[Aim of the exercise]
Find the line that contains "assert!(!stored.synchronized);". Restate it and each following line exactly, through the end of the records.

[Input records]
┄┄┄┄┄┄
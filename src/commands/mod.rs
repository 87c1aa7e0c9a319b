mod animal;
mod catalog;
mod config_cmd;
mod dashboard;
mod sync_cmd;
mod vaccine;

pub use animal::{AnimalCommand, AnimalSubcommand};
pub use catalog::{CatalogCommand, CatalogSubcommand};
pub use config_cmd::ConfigCommand;
pub use dashboard::DashboardCommand;
pub use sync_cmd::SyncCommand;
pub use vaccine::{VaccineCommand, VaccineSubcommand};

use clap::ValueEnum;
use sqlx::SqlitePool;

use herdbook::api::{ApiClient, ApiError};
use herdbook::config::Config;
use herdbook::network::HealthProbe;
use herdbook::sync::SyncCoordinator;

#[derive(Clone, ValueEnum, Default)]
pub enum OutputFormat {
    #[default]
    Text,
    Json,
}

pub type Coordinator = SyncCoordinator<ApiClient, HealthProbe>;

/// Wires the coordinator to the configured API. Fails when no base URL is
/// set.
pub fn build_coordinator(pool: &SqlitePool, config: &Config) -> Result<Coordinator, ApiError> {
    let client = ApiClient::from_config(&config.api)?;
    Ok(SyncCoordinator::new(
        pool.clone(),
        client,
        HealthProbe::from_config(&config.api),
    ))
}

fn confirm(prompt: &str) -> std::io::Result<bool> {
    use std::io::Write;

    print!("{} [y/N] ", prompt);
    std::io::stdout().flush()?;

    let mut input = String::new();
    std::io::stdin().read_line(&mut input)?;
    Ok(input.trim().eq_ignore_ascii_case("y"))
}
#[cfg(test)]
mod tests {
    use super::*;
    use crate::db::init_db;
    use crate::models::{Category, HealthStatus, Sex};
    use chrono::NaiveDate;
    use tempfile::TempDir;

    struct TestContext {
        repo: AnimalRepository,
        _temp_dir: TempDir,
    }

    async fn setup_repo() -> TestContext {
        let temp_dir = TempDir::new().unwrap();
        let db_path = temp_dir.path().join("test.db");
        let pool = init_db(&db_path).await.unwrap();
        TestContext {
            repo: AnimalRepository::new(pool),
            _temp_dir: temp_dir,
        }
    }

    fn synced(mut animal: Animal, server_id: i64) -> Animal {
        animal.server_id = Some(server_id);
        animal.synchronized = true;
        animal
    }

    #[tokio::test]
    async fn test_upsert_and_get() {
        let ctx = setup_repo().await;
        let repo = &ctx.repo;

        let cow = Animal::new("COW-1", Sex::Female, Category::Cow);
        let calf = Animal::new("CALF-1", Sex::Male, Category::Calf)
            .with_breed("Angus")
            .with_birth_date(NaiveDate::from_ymd_opt(2025, 2, 14).unwrap())
            .with_weight(42.5)
            .with_health_status(HealthStatus::InTreatment)
            .with_mother(ParentRef::of(&cow));

        repo.upsert(&cow).await.unwrap();
        repo.upsert(&calf).await.unwrap();

        let fetched = repo.get_by_id(calf.id).await.unwrap().unwrap();
        assert_eq!(fetched, calf);
        assert_eq!(fetched.mother.unwrap().tag, "COW-1");
    }

    #[tokio::test]
    async fn test_upsert_replaces_fields() {
        let ctx = setup_repo().await;
        let repo = &ctx.repo;

        let mut animal = Animal::new("A-1", Sex::Female, Category::Heifer);
        repo.upsert(&animal).await.unwrap();

        animal.weight_kg = Some(310.0);
        animal.category = Category::Cow;
        repo.upsert(&animal).await.unwrap();

        let fetched = repo.get_by_id(animal.id).await.unwrap().unwrap();
        assert_eq!(fetched.weight_kg, Some(310.0));
        assert_eq!(fetched.category, Category::Cow);
        assert_eq!(repo.list_all().await.unwrap().len(), 1);
    }

    #[tokio::test]
    async fn test_upsert_many_is_atomic() {
        let ctx = setup_repo().await;
        let repo = &ctx.repo;

        let first = synced(Animal::new("A-1", Sex::Female, Category::Cow), 7);
        // Same server id on a different row violates the UNIQUE constraint.
        let clash = synced(Animal::new("A-2", Sex::Female, Category::Cow), 7);

        let result = repo.upsert_many(&[first, clash]).await;
        assert!(result.is_err());
        assert!(repo.list_all().await.unwrap().is_empty());
    }

    #[tokio::test]
    async fn test_get_by_server_id_and_tag() {
        let ctx = setup_repo().await;
        let repo = &ctx.repo;

        let animal = synced(Animal::new("Tag-9", Sex::Male, Category::Steer), 99);
        repo.upsert(&animal).await.unwrap();

        let by_server = repo.get_by_server_id(99).await.unwrap().unwrap();
        assert_eq!(by_server.id, animal.id);

        let by_tag = repo.get_by_tag("tag-9").await.unwrap().unwrap();
        assert_eq!(by_tag.id, animal.id);

        assert!(repo.get_by_server_id(100).await.unwrap().is_none());
    }

    #[tokio::test]
    async fn test_soft_delete_hides_from_active_but_keeps_row() {
        let ctx = setup_repo().await;
        let repo = &ctx.repo;

        let animal = synced(Animal::new("A-1", Sex::Female, Category::Cow), 1);
        repo.upsert(&animal).await.unwrap();

        assert!(repo.soft_delete(animal.id).await.unwrap());

        assert!(repo.list_active().await.unwrap().is_empty());
        let deleted = repo.list_deleted().await.unwrap();
        assert_eq!(deleted.len(), 1);
        assert!(!deleted[0].active);
        assert!(!deleted[0].synchronized);

        // Second delete is a no-op
        assert!(!repo.soft_delete(animal.id).await.unwrap());

        assert!(repo.restore(animal.id).await.unwrap());
        assert_eq!(repo.list_active().await.unwrap().len(), 1);
    }

    #[tokio::test]
    async fn test_purge_is_permanent_and_detaches_children() {
        let ctx = setup_repo().await;
        let repo = &ctx.repo;

        let cow = Animal::new("COW", Sex::Female, Category::Cow);
        let calf = Animal::new("CALF", Sex::Female, Category::Calf).with_mother(ParentRef::of(&cow));
        repo.upsert_many(&[cow.clone(), calf.clone()]).await.unwrap();

        repo.soft_delete(cow.id).await.unwrap();
        assert_eq!(repo.purge_deleted().await.unwrap(), 1);

        assert!(repo.get_by_id(cow.id).await.unwrap().is_none());
        let calf = repo.get_by_id(calf.id).await.unwrap().unwrap();
        assert!(calf.mother.is_none());
        assert!(!repo.purge(cow.id).await.unwrap());
    }

    #[tokio::test]
    async fn test_list_unsynced_and_mark_synced() {
        let ctx = setup_repo().await;
        let repo = &ctx.repo;

        let pending = Animal::new("P-1", Sex::Male, Category::Bull);
        let done = synced(Animal::new("D-1", Sex::Male, Category::Bull), 3);
        repo.upsert_many(&[pending.clone(), done]).await.unwrap();

        let unsynced = repo.list_unsynced().await.unwrap();
        assert_eq!(unsynced.len(), 1);
        assert_eq!(unsynced[0].id, pending.id);

        let flagged = repo
            .mark_synced(pending.id, 42, unsynced[0].updated_at)
            .await
            .unwrap();
        assert!(flagged);

        let fetched = repo.get_by_id(pending.id).await.unwrap().unwrap();
        assert_eq!(fetched.server_id, Some(42));
        assert!(fetched.synchronized);
        assert_eq!(fetched.tag, "P-1");
        assert!(repo.list_unsynced().await.unwrap().is_empty());
    }

    #[tokio::test]
    async fn test_mark_synced_keeps_concurrent_edit_pending() {
        let ctx = setup_repo().await;
        let repo = &ctx.repo;

        let mut animal = Animal::new("E-1", Sex::Female, Category::Cow);
        repo.upsert(&animal).await.unwrap();
        let uploaded = repo.get_by_id(animal.id).await.unwrap().unwrap();

        // Edit lands while the upload is in flight
        animal.notes = "edited".to_string();
        animal.updated_at = uploaded.updated_at + chrono::Duration::seconds(1);
        repo.upsert(&animal).await.unwrap();

        let flagged = repo
            .mark_synced(animal.id, 5, uploaded.updated_at)
            .await
            .unwrap();
        assert!(!flagged);

        let fetched = repo.get_by_id(animal.id).await.unwrap().unwrap();
        assert_eq!(fetched.server_id, Some(5));
        assert!(!fetched.synchronized);
    }

    #[tokio::test]
    async fn test_replace_synced() {
        let ctx = setup_repo().await;
        let repo = &ctx.repo;

        let stale = synced(Animal::new("STALE", Sex::Female, Category::Cow), 1);
        let mut edited = synced(Animal::new("EDITED", Sex::Female, Category::Cow), 2);
        edited.synchronized = false;
        let local_only = Animal::new("LOCAL", Sex::Male, Category::Calf);
        let kept = synced(Animal::new("KEPT", Sex::Male, Category::Bull), 3);
        repo.upsert_many(&[stale.clone(), edited.clone(), local_only.clone(), kept.clone()])
            .await
            .unwrap();

        let mut remote_edited = edited.clone();
        remote_edited.notes = "server version".to_string();
        remote_edited.synchronized = true;
        let mut remote_kept = kept.clone();
        remote_kept.weight_kg = Some(800.0);
        let new_remote = synced(Animal::new("NEW", Sex::Female, Category::Heifer), 4);

        let stats = repo
            .replace_synced(&[remote_edited, remote_kept, new_remote.clone()])
            .await
            .unwrap();

        assert_eq!(stats.applied, 2);
        assert_eq!(stats.kept_local, 1);
        assert_eq!(stats.removed, 1);

        assert!(repo.get_by_id(stale.id).await.unwrap().is_none());
        let edited_now = repo.get_by_id(edited.id).await.unwrap().unwrap();
        assert_eq!(edited_now.notes, "");
        assert!(!edited_now.synchronized);
        assert!(repo.get_by_id(local_only.id).await.unwrap().is_some());
        assert_eq!(
            repo.get_by_id(kept.id).await.unwrap().unwrap().weight_kg,
            Some(800.0)
        );
        assert!(repo.get_by_id(new_remote.id).await.unwrap().is_some());
    }

    #[tokio::test]
    async fn test_replace_synced_keeps_parents_of_pending_children() {
        let ctx = setup_repo().await;
        let repo = &ctx.repo;

        let grandmother = synced(Animal::new("G", Sex::Female, Category::Cow), 1);
        let mother = synced(
            Animal::new("M", Sex::Female, Category::Cow).with_mother(ParentRef::of(&grandmother)),
            77,
        );
        let calf = Animal::new("C", Sex::Male, Category::Calf).with_mother(ParentRef::of(&mother));
        let unrelated = synced(Animal::new("U", Sex::Male, Category::Steer), 5);
        repo.upsert_many(&[grandmother.clone(), mother.clone(), calf.clone(), unrelated.clone()])
            .await
            .unwrap();

        let stats = repo.replace_synced(&[]).await.unwrap();
        assert_eq!(stats.kept_local, 2);
        assert_eq!(stats.removed, 1);

        let calf_now = repo.get_by_id(calf.id).await.unwrap().unwrap();
        assert_eq!(calf_now, calf);

        for parent in [&mother, &grandmother] {
            let stored = repo.get_by_id(parent.id).await.unwrap().unwrap();
            assert_eq!(stored.server_id, None);
            assert!(!stored.synchronized);
        }
        let mother_now = repo.get_by_id(mother.id).await.unwrap().unwrap();
        assert_eq!(mother_now.mother.map(|p| p.animal_id), Some(grandmother.id));
        assert!(repo.get_by_id(unrelated.id).await.unwrap().is_none());
    }
}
┄┄┄┄┄┄
[Answer to this problem]
            assert!(!stored.synchronized);
        }
        let mother_now = repo.get_by_id(mother.id).await.unwrap().unwrap();
        assert_eq!(mother_now.mother.map(|p| p.animal_id), Some(grandmother.id));
        assert!(repo.get_by_id(unrelated.id).await.unwrap().is_none());
    }
}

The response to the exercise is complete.